Melon recall expands to 10 more states, including California, Florida and Maryland

Precut melons sold at several grocery store chains, such as Kroger, Trader Joe’s, and Whole Foods, have been linked to a salmonella outbreak. (Photo: Getty Images)
Precut melons sold at several grocery store chains, such as Kroger, Trader Joe’s, and Whole Foods, have been linked to a salmonella outbreak. (Photo: Getty Images)

Cut-up grocery store melons sold at popular stores like Whole Foods and Trader Joe’s are at the center of a multistate outbreak of salmonella. On Thursday, June 14, the Food and Drug Administration (FDA) expanded the warning to 10 additional states, increasing the number to 23 states that are now affected.

The fruits — which include fresh-cut watermelon, honeydew, cantaloupe, and medleys that include these melons — were distributed by Caito Foods and shipped to stores in Alabama, California, Florida, Kansas, Maryland, Minnesota, Nebraska, North Dakota, South Dakota, and Tennessee, along with locations in the original list of states: Georgia, Illinois, Indiana, Kentucky, Michigan, Missouri, North Carolina, and Ohio.

The products were sold in clear plastic clamshell containers at Costco, JayC, Kroger, Payless, Owen’s, Sprouts, Trader Joe’s, Walgreens, Walmart, Whole Foods/Amazon, in addition to other retailers (full list here), the Centers for Disease Control and Prevention reports. The CDC also says there’s a chance they may have been distributed to more states and stores.

Sixty people have been infected with Salmonella Adelaide after eating the melons, and 31 of those people have been hospitalized. The CDC is urging people to avoid the recalled products and to throw them away or return them to the store where they bought them for a refund. If you have precut melon and are not sure where it came from, it’s suggested that you throw that away too.

Salmonella causes about 1.2 million illnesses, 23,000 hospitalizations, and 450 deaths in the U.S. each year, and food is the source of about 1 million of those illnesses, the CDC says. Most people who contract salmonella develop diarrhea, a fever, and stomach cramps about 12 to 72 hours after they’ve been infected. They’re generally sick for four to seven days, and most recover without any treatment, the CDC says. However, some people may have diarrhea that’s so severe they require hospitalization.

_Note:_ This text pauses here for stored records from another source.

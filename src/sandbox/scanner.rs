//! Scanner for action scripts.

use crate::error::LexerError;
use crate::sandbox::token::{Token, TokenKind};
use crate::span::Span;

/// Turns action-script source into a stream of tokens.
pub struct Scanner<'a> {
    source: &'a str,
    chars: std::iter::Peekable<std::str::CharIndices<'a>>,
    current_pos: usize,
    line: usize,
    column: usize,
    start_pos: usize,
    start_line: usize,
    start_column: usize,
}

impl<'a> Scanner<'a> {
    pub fn new(source: &'a str) -> Self {
        Self {
            source,
            chars: source.char_indices().peekable(),
            current_pos: 0,
            line: 1,
            column: 1,
            start_pos: 0,
            start_line: 1,
            start_column: 1,
        }
    }

    /// Scan all tokens, ending with `Eof`.
    pub fn scan_tokens(&mut self) -> Result<Vec<Token>, LexerError> {
        let mut tokens = Vec::new();

        loop {
            let token = self.scan_token()?;
            let is_eof = token.kind == TokenKind::Eof;
            tokens.push(token);
            if is_eof {
                break;
            }
        }

        Ok(tokens)
    }

    pub fn scan_token(&mut self) -> Result<Token, LexerError> {
        self.skip_whitespace_and_comments();
        self.mark_start();

        let Some((_, c)) = self.advance() else {
            return Ok(Token::eof(self.current_pos, self.line, self.column));
        };

        match c {
            '(' => Ok(self.make_token(TokenKind::LeftParen)),
            ')' => Ok(self.make_token(TokenKind::RightParen)),
            '{' => Ok(self.make_token(TokenKind::LeftBrace)),
            '}' => Ok(self.make_token(TokenKind::RightBrace)),
            '[' => Ok(self.make_token(TokenKind::LeftBracket)),
            ']' => Ok(self.make_token(TokenKind::RightBracket)),
            ',' => Ok(self.make_token(TokenKind::Comma)),
            '.' => Ok(self.make_token(TokenKind::Dot)),
            ':' => Ok(self.make_token(TokenKind::Colon)),
            ';' => Ok(self.make_token(TokenKind::Semicolon)),
            '=' => Ok(self.make_token(TokenKind::Equal)),

            '"' | '\'' => self.scan_string(c),

            // Negative number literals; there is no arithmetic.
            '-' if self.source[self.current_pos..].starts_with(|n: char| n.is_ascii_digit()) => {
                self.scan_number(c)
            }
            c if c.is_ascii_digit() => self.scan_number(c),

            c if c.is_alphabetic() || c == '_' => self.scan_identifier(c),

            _ => Err(LexerError::unexpected_char(c, self.current_span())),
        }
    }

    fn skip_whitespace_and_comments(&mut self) {
        loop {
            match self.peek() {
                Some(' ' | '\t' | '\r') => {
                    self.advance();
                }
                Some('\n') => {
                    self.advance();
                    self.line += 1;
                    self.column = 1;
                }
                Some('/') if self.peek_next() == Some('/') => self.skip_line(),
                Some('#') => self.skip_line(),
                _ => break,
            }
        }
    }

    fn skip_line(&mut self) {
        while self.peek().is_some() && self.peek() != Some('\n') {
            self.advance();
        }
    }

    fn scan_string(&mut self, quote: char) -> Result<Token, LexerError> {
        let mut value = String::new();

        loop {
            match self.peek() {
                None | Some('\n') => {
                    return Err(LexerError::unterminated_string(self.current_span()));
                }
                Some(c) if c == quote => {
                    self.advance();
                    break;
                }
                Some('\\') => {
                    self.advance();
                    let escaped = match self.peek() {
                        Some('n') => '\n',
                        Some('t') => '\t',
                        Some('r') => '\r',
                        Some('\\') => '\\',
                        Some('"') => '"',
                        Some('\'') => '\'',
                        Some(c) => return Err(LexerError::invalid_escape(c, self.current_span())),
                        None => return Err(LexerError::unterminated_string(self.current_span())),
                    };
                    self.advance();
                    value.push(escaped);
                }
                Some(c) => {
                    self.advance();
                    value.push(c);
                }
            }
        }

        Ok(self.make_token(TokenKind::StringLiteral(value)))
    }

    fn scan_number(&mut self, first: char) -> Result<Token, LexerError> {
        let mut value = String::from(first);
        let mut is_float = false;

        while let Some(c) = self.peek() {
            if c.is_ascii_digit() {
                value.push(c);
                self.advance();
            } else if c == '.' && !is_float && self.peek_next().is_some_and(|n| n.is_ascii_digit())
            {
                is_float = true;
                value.push(c);
                self.advance();
            } else if c == '_' {
                self.advance();
            } else {
                break;
            }
        }

        if is_float {
            let n: f64 = value
                .parse()
                .map_err(|_| LexerError::invalid_number(value.clone(), self.current_span()))?;
            Ok(self.make_token(TokenKind::FloatLiteral(n)))
        } else {
            let n: i64 = value
                .parse()
                .map_err(|_| LexerError::invalid_number(value.clone(), self.current_span()))?;
            Ok(self.make_token(TokenKind::IntLiteral(n)))
        }
    }

    fn scan_identifier(&mut self, first: char) -> Result<Token, LexerError> {
        let mut value = String::from(first);

        while let Some(c) = self.peek() {
            if c.is_alphanumeric() || c == '_' {
                value.push(c);
                self.advance();
            } else {
                break;
            }
        }

        let kind = TokenKind::keyword(&value).unwrap_or(TokenKind::Identifier(value));
        Ok(self.make_token(kind))
    }

    fn advance(&mut self) -> Option<(usize, char)> {
        let (pos, c) = self.chars.next()?;
        self.current_pos = pos + c.len_utf8();
        self.column += 1;
        Some((pos, c))
    }

    fn peek(&mut self) -> Option<char> {
        self.chars.peek().map(|(_, c)| *c)
    }

    fn peek_next(&self) -> Option<char> {
        let mut iter = self.source[self.current_pos..].chars();
        iter.next();
        iter.next()
    }

    fn mark_start(&mut self) {
        self.start_pos = self.current_pos;
        self.start_line = self.line;
        self.start_column = self.column;
    }

    fn current_span(&self) -> Span {
        Span::new(
            self.start_pos,
            self.current_pos,
            self.start_line,
            self.start_column,
        )
    }

    fn make_token(&self, kind: TokenKind) -> Token {
        Token::new(kind, self.current_span())
    }
}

Precut melons are generally risky to eat (as is other precut produce), food safety expert Darin Detwiler, director of the Regulatory Affairs of Food and Food Industries program at Northeastern University, tells Yahoo Lifestyle. He says he avoids precut melons unless he’s the one who prepares them.

Salmonella can get into your melon a few ways, Detwiler explains. It can be on the rind, and if the melon isn’t properly cleaned beforehand, salmonella can be transmitted to the cut fruit; cross-contamination is also possible during the washing process. There’s also a chance that it could be internalized in the fruit, Benjamin Chapman, an associate professor and extension food safety specialist at North Carolina State University, tells Yahoo Lifestyle — and in that instance, there’s really nothing you could have done in order to make it safer to eat. Storage matters too, Felicia Wu, a professor in the Department of Food Science and Human Nutrition at Michigan State University, tells Yahoo Lifestyle. If the fruit is stored in a way that condensation can happen on the surface, this can increase the odds that it will have bacterial contamination, she says. And if the precut melon isn’t stored at a cool enough temperature, it could encourage bacterial growth.

“The problem with precut melons is that you don’t know how long it’s been since it was cut,” Detwiler says. “The longer it’s been, the more time the pathogens have been allowed to double and double again. It’s like a ticking time bomb.”

While this is a little scary, Chapman points out that it isn’t new. “The risk is there, day in and day out, and it always has been,” he says. “There are outbreaks all the time, but there are millions of servings that don’t make us sick.”

If you want to eat melon, the safest thing is to buy it whole and clean it at home before you prepare it. (You can dilute a capful of bleach in a bucket of water and clean it that way, Detwiler says). Then, cut it up and serve it when you know it will be eaten right away, or within a day or two. All that lowers the odds that any pathogens that might be on it won’t get to proliferate before you eat it.

This doesn’t mean you’re guaranteed to get sick if you eat precut melon (outside of the recalled fruit). While Wu urges people with compromised immune systems to be particularly aware of the risk, she says everyone else should just be aware that it’s there. “I do not think it should be a looming fear in anyone’s minds,” she says.